___ Provided records

//! Observability for cache key derivation.
//!
//! This crate provides:
//! - `init_tracing` - Global `tracing` subscriber (human or JSON) on stderr
//! - `NumericalAggregator` - Count, mean and order statistics over samples
//! - `KeyMetrics` - Per-rule derivation timings and sentinel counts

mod aggregation;
mod logging;
mod metrics;

pub use aggregation::*;
pub use logging::*;
pub use metrics::*;
//! Benchmark template evaluation across threads.

use std::sync::Arc;
use std::time::{Duration, Instant};

use anyhow::{bail, Context as _, Result};
use edge_expr::{KeyContext, Sentinel};
use edge_observability::KeyMetrics;
use serde::Serialize;

use super::BenchArgs;
use crate::context::Context;
use crate::output::format_micros;

const RULE: &str = "bench";
const TICK: u64 = 1_000;
/// Timing samples kept per worker; other evaluations are only counted.
const MAX_SAMPLES: u64 = 10_000;

#[derive(Serialize)]
struct BenchOutput {
    template: String,
    threads: usize,
    iterations: u64,
    elapsed_ms: f64,
    evals_per_sec: f64,
    metrics: serde_json::Value,
}

/// Run the bench command.
pub async fn run(args: BenchArgs, ctx: &Context) -> Result<()> {
    if args.threads == 0 || args.iterations == 0 {
        bail!("--threads and --iterations must be at least 1");
    }

    let template = Arc::new(
        ctx.compiler()
            .compile(&args.template)
            .with_context(|| format!("Failed to compile `{}`", args.template))?,
    );
    let key_ctx = Arc::new(KeyContext::new(args.values.clone()));

    let total = args.iterations * args.threads as u64;
    let progress = ctx.output.progress(total, "evaluating");
    let started = Instant::now();

    let mut handles = Vec::with_capacity(args.threads);
    for _ in 0..args.threads {
        let template = Arc::clone(&template);
        let key_ctx = Arc::clone(&key_ctx);
        let progress = progress.clone();
        let iterations = args.iterations;

        handles.push(tokio::task::spawn_blocking(move || {
            let mut metrics = KeyMetrics::new();
            let mut key = String::new();
            let stride = sample_stride(iterations);
            for i in 0..iterations {
                key.clear();
                let start = Instant::now();
                template.evaluate_into(&key_ctx, &mut key);
                let elapsed = start.elapsed();
                let has_sentinel = Sentinel::is_present_in(&key);
                if i % stride == 0 {
                    metrics.record(RULE, elapsed, has_sentinel);
                } else {
                    metrics.record_untimed(RULE, has_sentinel);
                }
                if (i + 1) % TICK == 0 {
                    progress.inc(TICK);
                }
            }
            progress.inc(iterations % TICK);
            metrics
        }));
    }

    let mut metrics = KeyMetrics::new();
    for handle in handles {
        let worker = handle.await.context("Benchmark worker panicked")?;
        metrics.merge(&worker);
    }
    let elapsed = started.elapsed();
    progress.finish_and_clear();

    let output = BenchOutput {
        template: args.template.clone(),
        threads: args.threads,
        iterations: args.iterations,
        elapsed_ms: elapsed.as_secs_f64() * 1_000.0,
        evals_per_sec: throughput(metrics.total_keys(), elapsed),
        metrics: serde_json::to_value(metrics.rules())?,
    };

    if ctx.output.is_json() {
        ctx.output.json(&output);
        return Ok(());
    }

    ctx.output.header("Benchmark");
    ctx.output.kv("template", &output.template);
    ctx.output.kv("key", &template.evaluate(&key_ctx));
    ctx.output.kv(
        "evaluations",
        &format!("{} ({} thread(s) x {})", total, args.threads, args.iterations),
    );
    ctx.output.kv("elapsed", &format_micros(elapsed.as_secs_f64() * 1_000_000.0));
    ctx.output.kv("throughput", &format!("{:.0} evals/s", output.evals_per_sec));

    for rule in metrics.rules() {
        let d = &rule.duration_us;
        ctx.output.kv("mean", &format_micros(d.mean));
        ctx.output.kv("median", &format_micros(d.median));
        ctx.output.kv("p90", &format_micros(d.p90));
        ctx.output.kv("p99", &format_micros(d.p99));
        ctx.output.kv("max", &format_micros(d.max));
        if rule.sentinel_keys > 0 {
            ctx.output.warn(&format!("{} key(s) contained a sentinel", rule.sentinel_keys));
        }
    }
    ctx.output.debug(&metrics.to_summary());

    Ok(())
}

/// Keep every `stride`-th timing so a worker stores at most `MAX_SAMPLES`.
fn sample_stride(iterations: u64) -> u64 {
    iterations.div_ceil(MAX_SAMPLES).max(1)
}

fn throughput(count: u64, elapsed: Duration) -> f64 {
    let secs = elapsed.as_secs_f64();
    if secs > 0.0 {
        count as f64 / secs
    } else {
        0.0
    }
}

#[cfg(test)]
mod tests {
    use super::*;

    #[test]
    fn test_throughput() {
        assert_eq!(throughput(500, Duration::from_millis(500)), 1_000.0);
        assert_eq!(throughput(10, Duration::ZERO), 0.0);
    }

    #[test]
    fn test_sample_stride_bounds_samples() {
        assert_eq!(sample_stride(1), 1);
        assert_eq!(sample_stride(MAX_SAMPLES), 1);
        assert_eq!(sample_stride(MAX_SAMPLES + 1), 2);
        for iterations in [1u64, 9_999, 10_001, 1_000_000, 123_456_789] {
            let kept = iterations.div_ceil(sample_stride(iterations));
            assert!(kept <= MAX_SAMPLES, "{} iterations kept {}", iterations, kept);
        }
    }
}
//! Text functions.
//!
//! Positions and lengths count characters, not bytes. Tokens for `select` are
//! separated by runs of ASCII whitespace (space, tab, line feed, form feed,
//! carriage return); other Unicode spaces belong to the token.

use crate::registry::{Args, Arity, FunctionDef};
use crate::sentinel::Sentinel;

pub(crate) const SUBSTR: FunctionDef = FunctionDef::new(
    "substr",
    Arity::between(2, 3),
    "Substring from start (0-based) with optional length, clamped to the input",
    substr,
);

pub(crate) const SELECT: FunctionDef = FunctionDef::new(
    "select",
    Arity::exactly(2),
    "Whitespace-separated token at index, empty when out of range",
    select,
);

pub(crate) const LOWER: FunctionDef =
    FunctionDef::new("lower", Arity::exactly(1), "Lowercase the input", lower);

pub(crate) const UPPER: FunctionDef =
    FunctionDef::new("upper", Arity::exactly(1), "Uppercase the input", upper);

pub(crate) const LEN: FunctionDef =
    FunctionDef::new("len", Arity::exactly(1), "Character count of the input", len);

fn substr(args: &Args<'_>) -> Result<String, Sentinel> {
    let s = args.str(0);
    let start = args.int(1)?;
    let length = args.opt_int(2)?;

    let total = s.chars().count() as i64;
    let begin = start.clamp(0, total);
    let end = match length {
        Some(length) => start.saturating_add(length).clamp(0, total),
        None => total,
    };
    if end <= begin {
        return Ok(String::new());
    }

    Ok(s.chars()
        .skip(begin as usize)
        .take((end - begin) as usize)
        .collect())
}

fn select(args: &Args<'_>) -> Result<String, Sentinel> {
    let index = args.int(1)?;
    let Ok(index) = usize::try_from(index) else {
        return Ok(String::new());
    };

    Ok(args
        .str(0)
        .split_ascii_whitespace()
        .nth(index)
        .unwrap_or_default()
        .to_string())
}

fn lower(args: &Args<'_>) -> Result<String, Sentinel> {
    Ok(args.str(0).to_lowercase())
}

fn upper(args: &Args<'_>) -> Result<String, Sentinel> {
    Ok(args.str(0).to_uppercase())
}

fn len(args: &Args<'_>) -> Result<String, Sentinel> {
    Ok(args.str(0).chars().count().to_string())
}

______

* **Action item**
The listing above should be printed again in full, unchanged.

* **Exercise output**
//! Observability for cache key derivation.
//!
//! This crate provides:
//! - `init_tracing` - Global `tracing` subscriber (human or JSON) on stderr
//! - `NumericalAggregator` - Count, mean and order statistics over samples
//! - `KeyMetrics` - Per-rule derivation timings and sentinel counts

mod aggregation;
mod logging;
mod metrics;

pub use aggregation::*;
pub use logging::*;
pub use metrics::*;
//! Benchmark template evaluation across threads.

use std::sync::Arc;
use std::time::{Duration, Instant};

use anyhow::{bail, Context as _, Result};
use edge_expr::{KeyContext, Sentinel};
use edge_observability::KeyMetrics;
use serde::Serialize;

use super::BenchArgs;
use crate::context::Context;
use crate::output::format_micros;

const RULE: &str = "bench";
const TICK: u64 = 1_000;
/// Timing samples kept per worker; other evaluations are only counted.
const MAX_SAMPLES: u64 = 10_000;

#[derive(Serialize)]
struct BenchOutput {
    template: String,
    threads: usize,
    iterations: u64,
    elapsed_ms: f64,
    evals_per_sec: f64,
    metrics: serde_json::Value,
}

/// Run the bench command.
pub async fn run(args: BenchArgs, ctx: &Context) -> Result<()> {
    if args.threads == 0 || args.iterations == 0 {
        bail!("--threads and --iterations must be at least 1");
    }

    let template = Arc::new(
        ctx.compiler()
            .compile(&args.template)
            .with_context(|| format!("Failed to compile `{}`", args.template))?,
    );
    let key_ctx = Arc::new(KeyContext::new(args.values.clone()));

    let total = args.iterations * args.threads as u64;
    let progress = ctx.output.progress(total, "evaluating");
    let started = Instant::now();

    let mut handles = Vec::with_capacity(args.threads);
    for _ in 0..args.threads {
        let template = Arc::clone(&template);
        let key_ctx = Arc::clone(&key_ctx);
        let progress = progress.clone();
        let iterations = args.iterations;

        handles.push(tokio::task::spawn_blocking(move || {
            let mut metrics = KeyMetrics::new();
            let mut key = String::new();
            let stride = sample_stride(iterations);
            for i in 0..iterations {
                key.clear();
                let start = Instant::now();
                template.evaluate_into(&key_ctx, &mut key);
                let elapsed = start.elapsed();
                let has_sentinel = Sentinel::is_present_in(&key);
                if i % stride == 0 {
                    metrics.record(RULE, elapsed, has_sentinel);
                } else {
                    metrics.record_untimed(RULE, has_sentinel);
                }
                if (i + 1) % TICK == 0 {
                    progress.inc(TICK);
                }
            }
            progress.inc(iterations % TICK);
            metrics
        }));
    }

    let mut metrics = KeyMetrics::new();
    for handle in handles {
        let worker = handle.await.context("Benchmark worker panicked")?;
        metrics.merge(&worker);
    }
    let elapsed = started.elapsed();
    progress.finish_and_clear();

    let output = BenchOutput {
        template: args.template.clone(),
        threads: args.threads,
        iterations: args.iterations,
        elapsed_ms: elapsed.as_secs_f64() * 1_000.0,
        evals_per_sec: throughput(metrics.total_keys(), elapsed),
        metrics: serde_json::to_value(metrics.rules())?,
    };

    if ctx.output.is_json() {
        ctx.output.json(&output);
        return Ok(());
    }

    ctx.output.header("Benchmark");
    ctx.output.kv("template", &output.template);
    ctx.output.kv("key", &template.evaluate(&key_ctx));
    ctx.output.kv(
        "evaluations",
        &format!("{} ({} thread(s) x {})", total, args.threads, args.iterations),
    );
    ctx.output.kv("elapsed", &format_micros(elapsed.as_secs_f64() * 1_000_000.0));
    ctx.output.kv("throughput", &format!("{:.0} evals/s", output.evals_per_sec));

    for rule in metrics.rules() {
        let d = &rule.duration_us;
        ctx.output.kv("mean", &format_micros(d.mean));
        ctx.output.kv("median", &format_micros(d.median));
        ctx.output.kv("p90", &format_micros(d.p90));
        ctx.output.kv("p99", &format_micros(d.p99));
        ctx.output.kv("max", &format_micros(d.max));
        if rule.sentinel_keys > 0 {
            ctx.output.warn(&format!("{} key(s) contained a sentinel", rule.sentinel_keys));
        }
    }
    ctx.output.debug(&metrics.to_summary());

    Ok(())
}

/// Keep every `stride`-th timing so a worker stores at most `MAX_SAMPLES`.
fn sample_stride(iterations: u64) -> u64 {
    iterations.div_ceil(MAX_SAMPLES).max(1)
}

fn throughput(count: u64, elapsed: Duration) -> f64 {
    let secs = elapsed.as_secs_f64();
    if secs > 0.0 {
        count as f64 / secs
    } else {
        0.0
    }
}

#[cfg(test)]
mod tests {
    use super::*;

    #[test]
    fn test_throughput() {
        assert_eq!(throughput(500, Duration::from_millis(500)), 1_000.0);
        assert_eq!(throughput(10, Duration::ZERO), 0.0);
    }

    #[test]
    fn test_sample_stride_bounds_samples() {
        assert_eq!(sample_stride(1), 1);
        assert_eq!(sample_stride(MAX_SAMPLES), 1);
        assert_eq!(sample_stride(MAX_SAMPLES + 1), 2);
        for iterations in [1u64, 9_999, 10_001, 1_000_000, 123_456_789] {
            let kept = iterations.div_ceil(sample_stride(iterations));
            assert!(kept <= MAX_SAMPLES, "{} iterations kept {}", iterations, kept);
        }
    }
}
//! Text functions.
//!
//! Positions and lengths count characters, not bytes. Tokens for `select` are
//! separated by runs of ASCII whitespace (space, tab, line feed, form feed,
//! carriage return); other Unicode spaces belong to the token.

use crate::registry::{Args, Arity, FunctionDef};
use crate::sentinel::Sentinel;

pub(crate) const SUBSTR: FunctionDef = FunctionDef::new(
    "substr",
    Arity::between(2, 3),
    "Substring from start (0-based) with optional length, clamped to the input",
    substr,
);

pub(crate) const SELECT: FunctionDef = FunctionDef::new(
    "select",
    Arity::exactly(2),
    "Whitespace-separated token at index, empty when out of range",
    select,
);

pub(crate) const LOWER: FunctionDef =
    FunctionDef::new("lower", Arity::exactly(1), "Lowercase the input", lower);

pub(crate) const UPPER: FunctionDef =
    FunctionDef::new("upper", Arity::exactly(1), "Uppercase the input", upper);

pub(crate) const LEN: FunctionDef =
    FunctionDef::new("len", Arity::exactly(1), "Character count of the input", len);

fn substr(args: &Args<'_>) -> Result<String, Sentinel> {
    let s = args.str(0);
    let start = args.int(1)?;
    let length = args.opt_int(2)?;

    let total = s.chars().count() as i64;
    let begin = start.clamp(0, total);
    let end = match length {
        Some(length) => start.saturating_add(length).clamp(0, total),
        None => total,
    };
    if end <= begin {
        return Ok(String::new());
    }

    Ok(s.chars()
        .skip(begin as usize)
        .take((end - begin) as usize)
        .collect())
}

fn select(args: &Args<'_>) -> Result<String, Sentinel> {
    let index = args.int(1)?;
    let Ok(index) = usize::try_from(index) else {
        return Ok(String::new());
    };

    Ok(args
        .str(0)
        .split_ascii_whitespace()
        .nth(index)
        .unwrap_or_default()
        .to_string())
}

fn lower(args: &Args<'_>) -> Result<String, Sentinel> {
    Ok(args.str(0).to_lowercase())
}

fn upper(args: &Args<'_>) -> Result<String, Sentinel> {
    Ok(args.str(0).to_uppercase())
}

fn len(args: &Args<'_>) -> Result<String, Sentinel> {
    Ok(args.str(0).chars().count().to_string())
}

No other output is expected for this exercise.